A method for determination of the absorption and scattering properties interstitially in turbid media

Abstract

We have developed a method to quickly determine tissue optical properties (absorption coefficient μa and transport scattering coefficient μ′s) by measuring the ratio of light fluence rate to source power along a linear channel at a fixed distance (5 mm) from an isotropic point source. Diffuse light is collected by an isotropic detector whose position is determined by a computer-controlled step motor, with a positioning accuracy of better than 0.1 mm. The system automatically records and plots the light fluence rate per unit source power as a function of position. The result is fitted with a diffusion equation to determine μa and μ′s. We use an integrating sphere to calibrate each source–detector pair, thus reducing uncertainty of individual calibrations.

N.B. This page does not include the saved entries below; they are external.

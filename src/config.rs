//! # Configuration Module
//!
//! Loads the assistant's settings from the environment (and a `.env` file).
//! Both API keys are checked before any request is served: a missing key is a
//! configuration error, never a failed run.

use anyhow::{Context, Result};
use lara_graph::GraphError;
use std::env;
use std::fmt;
use std::path::PathBuf;
use std::str::FromStr;

// =============================================================================
// LLM PROVIDER
// =============================================================================
/// Which rig-core client backs the text model
#[derive(Debug, Clone, Copy, PartialEq, Eq, Default)]
pub enum LlmProvider {
    /// Hosted inference through Groq (needs `GROQ_API_KEY`)
    #[default]
    Groq,
    /// Local inference through an Ollama server
    Ollama,
}

impl FromStr for LlmProvider {
    type Err = anyhow::Error;

    fn from_str(s: &str) -> Result<Self> {
        match s.trim().to_ascii_lowercase().as_str() {
            "groq" => Ok(LlmProvider::Groq),
            "ollama" => Ok(LlmProvider::Ollama),
            other => anyhow::bail!("LLM_PROVIDER must be 'groq' or 'ollama', got: {other}"),
        }
    }
}

impl fmt::Display for LlmProvider {
    fn fmt(&self, f: &mut fmt::Formatter<'_>) -> fmt::Result {
        match self {
            LlmProvider::Groq => write!(f, "groq"),
            LlmProvider::Ollama => write!(f, "ollama"),
        }
    }
}

// =============================================================================
// CONFIGURATION STRUCT
// =============================================================================
/// Main configuration for the assistant.
///
/// # Rust Concept: Option for "maybe configured"
///
/// Secrets and the local index directory are `Option`s: `None` means "not
/// set", which `validate` turns into a clear error where it matters.
#[derive(Debug, Clone)]
pub struct Config {
    pub provider: LlmProvider,

    /// Model name passed to the provider (e.g., "llama-3.3-70b-versatile")
    pub model: String,

    pub groq_api_key: Option<String>,

    /// Ollama server URL (default: http://localhost:11434)
    pub ollama_host: String,

    pub tavily_api_key: Option<String>,

    /// Temperature for LLM responses. Legal answers want low values.
    pub temperature: f32,

    /// Web results fetched per research pass
    pub max_search_results: usize,

    /// Research passes per run before the final analysis is forced
    pub max_research_iterations: usize,

    /// Directory of `.txt` / `.md` documents for the local index
    pub local_index_dir: Option<PathBuf>,

    pub log_level: String,
}

impl Default for Config {
    fn default() -> Self {
        Self {
            provider: LlmProvider::Groq,
            model: "llama-3.3-70b-versatile".to_string(),
            groq_api_key: None,
            ollama_host: "http://localhost:11434".to_string(),
            tavily_api_key: None,
            temperature: 0.2,
            max_search_results: 5,
            max_research_iterations: 3,
            local_index_dir: None,
            log_level: "info".to_string(),
        }
    }
}

// =============================================================================
// CONFIGURATION LOADING
// =============================================================================
impl Config {
    /// Load configuration from a `.env` file (if present) and the environment.
    ///
    /// # Example
    /// ```ignore
    /// let config = Config::from_env()?;
    /// config.validate()?;
    /// ```
    pub fn from_env() -> Result<Self> {
        // Load .env file if it exists (silently ignore if not found)
        let _ = dotenvy::dotenv();

        Self::from_lookup(|key| env::var(key).ok())
    }

    /// Build a configuration from any key lookup.
    ///
    /// # Rust Concept: Closures as Parameters
    ///
    /// Taking `impl Fn(&str) -> Option<String>` lets tests feed a plain map
    /// instead of mutating the process environment.
    pub fn from_lookup(lookup: impl Fn(&str) -> Option<String>) -> Result<Self> {
        let mut config = Config::default();

        // Blank values count as unset
        let get = |key: &str| lookup(key).filter(|val| !val.trim().is_empty());

        if let Some(val) = get("LLM_PROVIDER") {
            config.provider = val.parse()?;
        }

        if let Some(val) = get("LLM_MODEL") {
            config.model = val;
        }

        config.groq_api_key = get("GROQ_API_KEY");
        config.tavily_api_key = get("TAVILY_API_KEY");

        if let Some(val) = get("OLLAMA_API_BASE_URL") {
            config.ollama_host = val;
        }

        if let Some(val) = get("TEMPERATURE") {
            config.temperature = val
                .trim()
                .parse()
                .context("TEMPERATURE must be a valid floating-point number (e.g., 0.2)")?;
        }

        if let Some(val) = get("MAX_SEARCH_RESULTS") {
            config.max_search_results = val
                .trim()
                .parse()
                .context("MAX_SEARCH_RESULTS must be a valid positive integer")?;
        }

        if let Some(val) = get("MAX_RESEARCH_ITERATIONS") {
            config.max_research_iterations = val
                .trim()
                .parse()
                .context("MAX_RESEARCH_ITERATIONS must be a valid positive integer")?;
        }

        if let Some(val) = get("LOCAL_INDEX_DIR") {
            config.local_index_dir = Some(PathBuf::from(val));
        }

        if let Some(val) = get("RUST_LOG") {
            config.log_level = val;
        }

        Ok(config)
    }

    /// Validate the configuration.
    ///
    /// Fails fast: the assistant refuses to start rather than failing on the
    /// first request.
    pub fn validate(&self) -> Result<(), GraphError> {
        if self.tavily_api_key.is_none() {
            return Err(GraphError::configuration(
                "TAVILY_API_KEY is not set. Add it to your .env file.",
            ));
        }

        if self.provider == LlmProvider::Groq && self.groq_api_key.is_none() {
            return Err(GraphError::configuration(
                "GROQ_API_KEY is not set. Add it to your .env file or use LLM_PROVIDER=ollama.",
            ));
        }

        if !(0.0..=2.0).contains(&self.temperature) {
            return Err(GraphError::configuration(format!(
                "Temperature must be between 0.0 and 2.0, got: {}",
                self.temperature
            )));
        }

        if self.max_search_results == 0 {
            return Err(GraphError::configuration(
                "MAX_SEARCH_RESULTS must be at least 1",
            ));
        }

        if self.max_research_iterations == 0 {
            return Err(GraphError::configuration(
                "MAX_RESEARCH_ITERATIONS must be at least 1",
            ));
        }

        if self.model.trim().is_empty() {
            return Err(GraphError::configuration("LLM_MODEL cannot be empty"));
        }

        Ok(())
    }
}

// =============================================================================
// UNIT TESTS
// =============================================================================
#[cfg(test)]
mod tests {
    use super::*;
    use std::collections::HashMap;

    fn lookup(pairs: &[(&str, &str)]) -> impl Fn(&str) -> Option<String> {
        let vars: HashMap<String, String> = pairs
            .iter()
            .map(|(k, v)| (k.to_string(), v.to_string()))
            .collect();
        move |key| vars.get(key).cloned()
    }

    fn with_keys() -> Config {
        Config {
            groq_api_key: Some("gsk-test".to_string()),
            tavily_api_key: Some("tvly-test".to_string()),
            ..Config::default()
        }
    }

    #[test]
    fn test_default_config() {
        let config = Config::default();

        assert_eq!(config.provider, LlmProvider::Groq);
        assert_eq!(config.model, "llama-3.3-70b-versatile");
        assert!((config.temperature - 0.2).abs() < f32::EPSILON);
        assert_eq!(config.max_search_results, 5);
        assert_eq!(config.max_research_iterations, 3);
        assert!(config.local_index_dir.is_none());
    }

    #[test]
    fn test_from_lookup_overrides() {
        let config = Config::from_lookup(lookup(&[
            ("LLM_PROVIDER", "Ollama"),
            ("LLM_MODEL", "llama3.2"),
            ("TAVILY_API_KEY", "tvly-test"),
            ("TEMPERATURE", "0.5"),
            ("MAX_RESEARCH_ITERATIONS", "4"),
            ("LOCAL_INDEX_DIR", "./statutes"),
        ]))
        .unwrap();

        assert_eq!(config.provider, LlmProvider::Ollama);
        assert_eq!(config.model, "llama3.2");
        assert_eq!(config.tavily_api_key.as_deref(), Some("tvly-test"));
        assert!((config.temperature - 0.5).abs() < f32::EPSILON);
        assert_eq!(config.max_research_iterations, 4);
        assert_eq!(config.local_index_dir, Some(PathBuf::from("./statutes")));
        assert!(config.validate().is_ok());
    }

    #[test]
    fn test_from_lookup_rejects_garbage() {
        assert!(Config::from_lookup(lookup(&[("TEMPERATURE", "warm")])).is_err());
        assert!(Config::from_lookup(lookup(&[("LLM_PROVIDER", "openai")])).is_err());
    }

    #[test]
    fn test_blank_key_counts_as_missing() {
        let config = Config::from_lookup(lookup(&[
            ("GROQ_API_KEY", "gsk-test"),
            ("TAVILY_API_KEY", "   "),
        ]))
        .unwrap();

        let err = config.validate().unwrap_err();
        assert!(
            matches!(err, GraphError::Configuration(ref msg) if msg.contains("TAVILY_API_KEY"))
        );
    }

    #[test]
    fn test_missing_groq_key_fails_fast() {
        let config = Config {
            groq_api_key: None,
            ..with_keys()
        };
        let err = config.validate().unwrap_err();
        assert!(matches!(err, GraphError::Configuration(ref msg) if msg.contains("GROQ_API_KEY")));

        // Ollama needs no hosted key
        let config = Config {
            provider: LlmProvider::Ollama,
            ..config
        };
        assert!(config.validate().is_ok());
    }

    #[test]
    fn test_config_validation_valid() {
        assert!(with_keys().validate().is_ok());
    }

    #[test]
    fn test_config_validation_invalid_ranges() {
        let mut config = with_keys();
        config.temperature = 3.0;
        assert!(config.validate().is_err());

        let mut config = with_keys();
        config.max_search_results = 0;
        assert!(config.validate().is_err());

        let mut config = with_keys();
        config.max_research_iterations = 0;
        assert!(config.validate().is_err());
    }
}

To test the ability of this algorithm to accurately recover the optical properties of the tissue, we made measurements in tissue simulating phantoms consisting of Liposyn at concentrations of 0.23, 0.53 and 1.14% (μ′s = 1.7–9.1 cm−1) in the presence of Higgins black India ink at concentrations of 0.002, 0.012 and 0.023% (μa = 0.1–1 cm−1). For comparison, the optical properties of each phantom are determined independently using broad-beam illumination. We find that μa and μ′s can be determined by this method with a standard (maximum) deviation of 8% (15%) and 18% (32%) for μa and μ′s, respectively. The current method is effective for samples whose optical properties satisfy the requirement of the diffusion approximation. The error caused by the air cavity introduced by the catheter is small, except when μa is large (μa > 1 cm−1). We presented in vivo data measured in human prostate using this method.